Former Vice President Al Gore handily won the Democratic Iowa caucus, beating his only opponent Sen. Bill Bradley by 25 percentage points. Gore went on to beat Bradley in every state primary. He won the popular vote in the general election, but lost the presidency to Bush, who narrowly won the electoral vote.
|1996: Bob Dole|
Republican Senate Majority Leader Bob Dole narrowly won the 1996 Iowa caucus with 26 percent of the vote, beating conservative commentator Pat Buchanan by 3 percentage points. Dole went on to win the Republican nomination, but lost the general election to Bill Clinton.
|1992: Tom Harkin|
Nearly every Democratic presidential candidate opted not to campaign in Iowa in 1992 because it was widely assumed Iowa Sen. Tom Harkin would take the state. Harkin triumphed at the Iowa caucus with 76 percent of the votes. The eventual Democratic nominee, Bill Clinton, came in fourth behind "Uncommitted" with 3 percent of the vote. Clinton beat incumbent George H.W. Bush in the general election.
|1988: George H.W.Bush|
The GOP nominee, Vice President George H.W. Bush, finished third in the 1988 Iowa caucus behind Sen. Bob Dole and televangelist Pat Robertson. But the '88 election was not Bush's first rodeo in Iowa. He won the caucuses during his 1980 campaign, but lost his party's nomination to Ronald Reagan that year.

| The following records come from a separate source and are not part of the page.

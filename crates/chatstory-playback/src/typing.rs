use chatstory_events::CharacterId;
use serde::{Deserialize, Serialize};

/// Suffix appended to the joined names, for one or many typists alike
pub const TYPING_SUFFIX: &str = " is typing...";

#[derive(Debug, Clone, PartialEq, Eq, Serialize, Deserialize)]
pub struct Typist {
	pub character_id: CharacterId,
	pub name: String,
}

/// Insertion-ordered set of characters currently typing, keyed by character id
#[derive(Debug, Clone, Default)]
pub struct TypingTracker {
	typists: Vec<Typist>,
}

impl TypingTracker {
	pub fn new() -> Self {
		Self::default()
	}

	/// Returns false when the character is already typing
	pub fn add(&mut self, character_id: &CharacterId, name: &str) -> bool {
		if self.contains(character_id) {
			return false;
		}
		self.typists.push(Typist {
			character_id: character_id.clone(),
			name: name.to_string(),
		});
		true
	}

	/// Returns false when the character was not typing
	pub fn remove(&mut self, character_id: &CharacterId) -> bool {
		let before = self.typists.len();
		self.typists.retain(|t| &t.character_id != character_id);
		self.typists.len() != before
	}

	pub fn contains(&self, character_id: &CharacterId) -> bool {
		self.typists.iter().any(|t| &t.character_id == character_id)
	}

	pub fn clear(&mut self) {
		self.typists.clear();
	}

	pub fn len(&self) -> usize {
		self.typists.len()
	}

	pub fn is_empty(&self) -> bool {
		self.typists.is_empty()
	}

	pub fn names(&self) -> Vec<String> {
		self.typists.iter().map(|t| t.name.clone()).collect()
	}

	/// `None` when nobody is typing, otherwise "A, B is typing..."
	pub fn indicator_text(&self) -> Option<String> {
		if self.typists.is_empty() {
			return None;
		}
		let names: Vec<&str> = self.typists.iter().map(|t| t.name.as_str()).collect();
		Some(format!("{}{}", names.join(", "), TYPING_SUFFIX))
	}
}

#[cfg(test)]
mod tests {
	use super::*;

	#[test]
	fn duplicate_start_is_a_no_op() {
		let mut tracker = TypingTracker::new();
		let ana = CharacterId::from(1);

		assert!(tracker.add(&ana, "Ana"));
		assert!(!tracker.add(&ana, "Ana again"));
		assert_eq!(tracker.len(), 1);
		assert_eq!(tracker.indicator_text().as_deref(), Some("Ana is typing..."));
	}

	#[test]
	fn names_keep_insertion_order() {
		let mut tracker = TypingTracker::new();
		tracker.add(&CharacterId::from(2), "Ben");
		tracker.add(&CharacterId::from(1), "Ana");

		assert_eq!(tracker.indicator_text().as_deref(), Some("Ben, Ana is typing..."));

		assert!(tracker.remove(&CharacterId::from(2)));
		assert_eq!(tracker.names(), vec!["Ana".to_string()]);
	}

	#[test]
	fn empty_set_has_no_indicator() {
		let mut tracker = TypingTracker::new();
		assert_eq!(tracker.indicator_text(), None);
		assert!(!tracker.remove(&CharacterId::from(9)));

		tracker.add(&CharacterId::default(), "Unknown");
		tracker.clear();
		assert!(tracker.is_empty());
		assert_eq!(tracker.indicator_text(), None);
	}
}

Democratic House Majority Leader Dick Gephardt took the top spot in his party's Iowa caucus, but lost the nomination to Michael Dukakis, who came in third in Iowa. Dukakis lost the general election to Bush.
|1984: Walter Mondale|
Former Vice President Walter Mondale rode substantial momentum to a victory at the Iowa caucus. Mondale took 49 percent of the vote, dominating over Sen. Gary Hart and George McGovern and Alan Cranston, all of whom received less than 20 percent of the votes. Mondale won the Democratic nomination, but lost the general election to incumbent President Ronald Reagan.
|1980: Jimmy Carter and Ronald Reagan|
With dismal approval ratings in the mid-30s, incumbent president Jimmy Carter was challenged in the 1980 election by Sen. Ted Kennedy. Carter defeated Kennedy in the Iowa caucuses and handily won the Democratic nomination, but lost the general in a landslide to Ronald Reagan.
As an early favorite for the GOP nomination, Reagan opted out of the retail politicking that has become vital to winning over voters in Iowa and lost the Iowa caucus to George H.W. Bush. Reagan regained steam after Iowa and won both his party's nomination and the general election by large margins.
|1976: Jimmy Carter and Gerald Ford|
The 1976 election secured Iowa as the hotly-contested first-in-the-nation caucus state after Jimmy Carter used the small, rural state as a springboard to the White House. Carter was a little-known Georgia governor when he entered the presidential race and devoted all of his resources to the first caucus. His win in Iowa upped Carter's national prominence and propelled his campaign on to a victory in both the primary and general elections.
On the Republican side, President Gerald Ford beat former California Gov. Ronald Reagan and went on to win the Republican nomination. Carter defeated Ford in the general election.
|1972: Edmund Muskie|
The 1972 election was the first year that Iowa was the first state in the presidential nominating process after a change in the Democratic Party's nominating rules forced the state to move its caucus into January. Sen. Edmund Muskie tied with "Uncommitted" to win the caucus. Muskie is the only candidate in history who won both the Iowa caucus and the New Hampshire primary, but failed win his party's nomination.